CPU1は、DRAM(図示しないメインメモリ)に格納されたプログラムデータをメモリコントローラ3を介して読み出し、読み出された命令を解釈して動作する。
命令にはDMA起動・終了やインターラプト処理などがあり、これらを順番に読み出すことで、CPU1はシステム全体を制御している。
【0022】
インターラプトコントローラ2は、各機能ブロックからイベント信号を受信し、CPU1に対してイベント発生を通知するものである。
イベント信号の例として、たとえば、DMA完了の通知、Slaveモジュールとの通信エラーなどによるDMA中止の通知などのDMAブロックからインターラプトコントローラ2に対して出力する通知信号がある。
これらの通知信号は、インターラプトコントローラ2の中のレジスタに通知情報が保持され、CPU1が該当するレジスタを読み出すことにより、何のイベントが発生したのかを判定することができる。CPU1は判定したイベントの種類によって、次に動作すべき内容を決定する。
【0023】
メモリコントローラ3は、接続されたDRAMデバイスに対して、読み出しと書込みの制御をするモジュールである。

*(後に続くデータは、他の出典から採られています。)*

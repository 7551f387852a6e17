//! CLI entry point for the data dictionary generator.

use anyhow::{Context, Result, anyhow};
use clap::{Parser, ValueEnum};
use lex_dictionary::{
    DictionaryConfig, DictionaryGenerator, Include, LoadOptions, SummaryTable, dictionary_path,
};
use tracing::{error, info};

/// CLI-compatible column selector enum
#[derive(Debug, Clone, Copy, ValueEnum)]
enum CliInclude {
    /// Summarize every column
    All,
    /// Only numeric columns
    Numeric,
    /// Only non-numeric columns
    Categorical,
}

impl From<CliInclude> for Include {
    fn from(cli: CliInclude) -> Self {
        match cli {
            CliInclude::All => Include::All,
            CliInclude::Numeric => Include::Numeric,
            CliInclude::Categorical => Include::Categorical,
        }
    }
}

#[derive(Parser, Debug)]
#[command(
    author = "Lex Machina Team",
    version,
    about = "Data dictionary generator",
    long_about = "Writes a plain-text data dictionary next to a dataset file.\n\n\
                  The report is saved as <input>.txt and lists count, mean, std,\n\
                  quartiles, distinct values and missing values for every column.\n\n\
                  EXAMPLES:\n  \
                  # CSV file with a short description\n  \
                  lex-dictionary -i data.csv -s \"Survey results, 2024\"\n\n  \
                  # Numeric columns of a TSV file, three decimals\n  \
                  lex-dictionary -i data.tsv --loader read_table --include numeric --precision 3\n\n  \
                  # Print the summary table as JSON\n  \
                  lex-dictionary -i data.parquet --loader parquet --json"
)]
struct Args {
    /// Path to the dataset file
    #[arg(short, long)]
    input: String,

    /// Free-form description written into the report
    #[arg(short, long, default_value = "", conflicts_with = "summary_file")]
    summary: String,

    /// Read the description from a file
    #[arg(long)]
    summary_file: Option<String>,

    /// Columns to summarize
    #[arg(long, value_enum, default_value = "all")]
    include: CliInclude,

    /// Reader used to load the dataset
    ///
    /// One of read_csv, read_table, read_parquet, read_ipc, read_json,
    /// read_ndjson, read_fwf (the "read_" prefix is optional)
    #[arg(long, default_value = "read_csv")]
    loader: String,

    /// Field separator for delimited text
    #[arg(long)]
    separator: Option<char>,

    /// The first line holds data, not column names
    #[arg(long)]
    no_header: bool,

    /// Lines to skip before the header
    #[arg(long)]
    skip_rows: Option<usize>,

    /// Extra token read as missing (repeatable)
    #[arg(long = "null-value")]
    null_values: Vec<String>,

    /// Field widths for fixed-width files, comma separated
    #[arg(long, value_delimiter = ',')]
    widths: Option<Vec<usize>>,

    /// Decimal digits of float cells
    #[arg(long, default_value = "2")]
    precision: usize,

    /// Placeholder for statistics that do not apply to a column
    #[arg(long, default_value = "-")]
    na_rep: String,

    /// Output the summary table as JSON to stdout
    ///
    /// Disables all logs; the report file is still written as text.
    #[arg(long)]
    json: bool,

    /// Log level (trace, debug, info, warn, error)
    #[arg(short, long, default_value = "info")]
    log_level: String,

    /// Suppress progress output (only show errors and final result)
    #[arg(short, long)]
    quiet: bool,
}

/// Initialize the tracing subscriber for logging.
///
/// When `json_output` is true, logging is completely disabled to ensure
/// only JSON is written to stdout.
fn init_logging(level: &str, quiet: bool, json_output: bool) {
    if json_output {
        return;
    }

    use tracing_subscriber::EnvFilter;

    let effective_level = if quiet { "warn" } else { level };

    let filter =
        EnvFilter::try_from_default_env().unwrap_or_else(|_| EnvFilter::new(effective_level));

    tracing_subscriber::fmt()
        .with_env_filter(filter)
        .with_target(false)
        .init();
}

fn main() -> Result<()> {
    let args = Args::parse();

    init_logging(&args.log_level, args.quiet, args.json);

    let summary = match args.summary_file {
        Some(ref path) => std::fs::read_to_string(path)
            .with_context(|| format!("Failed to read summary file: {}", path))?,
        None => args.summary.clone(),
    };

    let config = build_config(&args)?;
    let generator = DictionaryGenerator::new(config);

    let table = match generator.generate(&args.input, &summary) {
        Ok(table) => table,
        Err(e) => {
            error!("Data dictionary failed: {}", e);
            return Err(anyhow!("Data dictionary failed: {}", e));
        }
    };

    let output_path = dictionary_path(std::path::Path::new(&args.input));
    info!("Data dictionary written to: {}", output_path.display());

    if args.json {
        println!("{}", serde_json::to_string_pretty(&table)?);
        return Ok(());
    }

    print_human_readable_summary(&table, &args.input, &output_path.display().to_string());
    Ok(())
}

/// Translate CLI flags into a validated configuration.
fn build_config(args: &Args) -> Result<DictionaryConfig> {
    let mut options = LoadOptions::default();
    if let Some(separator) = args.separator {
        options = options.with_separator(separator);
    }
    if args.no_header {
        options = options.with_has_header(false);
    }
    if let Some(skip_rows) = args.skip_rows {
        options = options.with_skip_rows(skip_rows);
    }
    if !args.null_values.is_empty() {
        options = options.with_null_values(args.null_values.iter().cloned());
    }
    if let Some(ref widths) = args.widths {
        options = options.with_widths(widths.clone());
    }

    let config = DictionaryConfig::builder()
        .include(args.include.into())
        .loader_name(&args.loader)
        .load_options(options)
        .float_precision(args.precision)
        .na_rep(&args.na_rep)
        .build()?;

    Ok(config)
}

/// Print a short overview of the generated dictionary.
fn print_human_readable_summary(table: &SummaryTable, input: &str, output: &str) {
    println!();
    println!("{}", "=".repeat(60));
    println!("DATA DICTIONARY COMPLETE");
    println!("{}", "=".repeat(60));
    println!();
    println!(
        "Input:  {} ({} rows x {} columns)",
        input, table.row_count, table.column_count
    );
    println!("Output: {}", output);
    println!();

    println!("{:<24} {:<12} {:>8} {:>10}", "Column", "Type", "Missing", "%Missing");
    println!("{}", "-".repeat(57));
    for column in table.iter() {
        println!(
            "{:<24} {:<12} {:>8} {:>10.2}",
            truncate_str(&column.name, 23),
            column.dtype,
            column.missing,
            column.missing_percent
        );
    }
    println!();
    println!("Use --json for machine-readable output");
    println!("{}", "=".repeat(60));
}

/// Truncate a string to max length with ellipsis
fn truncate_str(s: &str, max_len: usize) -> String {
    if s.chars().count() <= max_len {
        s.to_string()
    } else {
        let head: String = s.chars().take(max_len - 3).collect();
        format!("{}...", head)
    }
}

メモリコントローラ3は、スレーブモジュールとして動作し、マスターモジュールであるCPUや各DMAからの要求に従って、指示されたアドレスから指示されたデータサイズのデータをDRAMデバイスに対し、読み出しまたは書き込みを行うものである。
読み出し要求によって読み出されたデータは要求されたマスターに転送し、書き込み要求により書き込むべきデータはマスターから取得しDRAMデバイスに対して書き込みを行う。この他にも、DRAMのデータが消えないようにするために、リフレッシュ制御なども行う。
【0024】
画像処理モジュール(DMA5)8は、DMA(Direct Memory Access)機能と画像処理機能を持つモジュールであり、CPU1からのDMA起動命令によってDRAMから画像データを取得し、データバッファである図示しないSRAMへ保存する。
さらに、SRAMに保存された画像データを読み出し、CPUからの指示に従って画像処理を行い、出力バッファであるSRAMに書き込む。
画像処理が完了すると、再びDMA5がDRAMに対して書き込みを行う。
以上を繰り返し、全ての画像データに対する処理を完了すると、インターラプトコントローラ2に対して完了通知を送り、インターラプトコントローラ2を介してCPU1に処理が完了したことを通知する。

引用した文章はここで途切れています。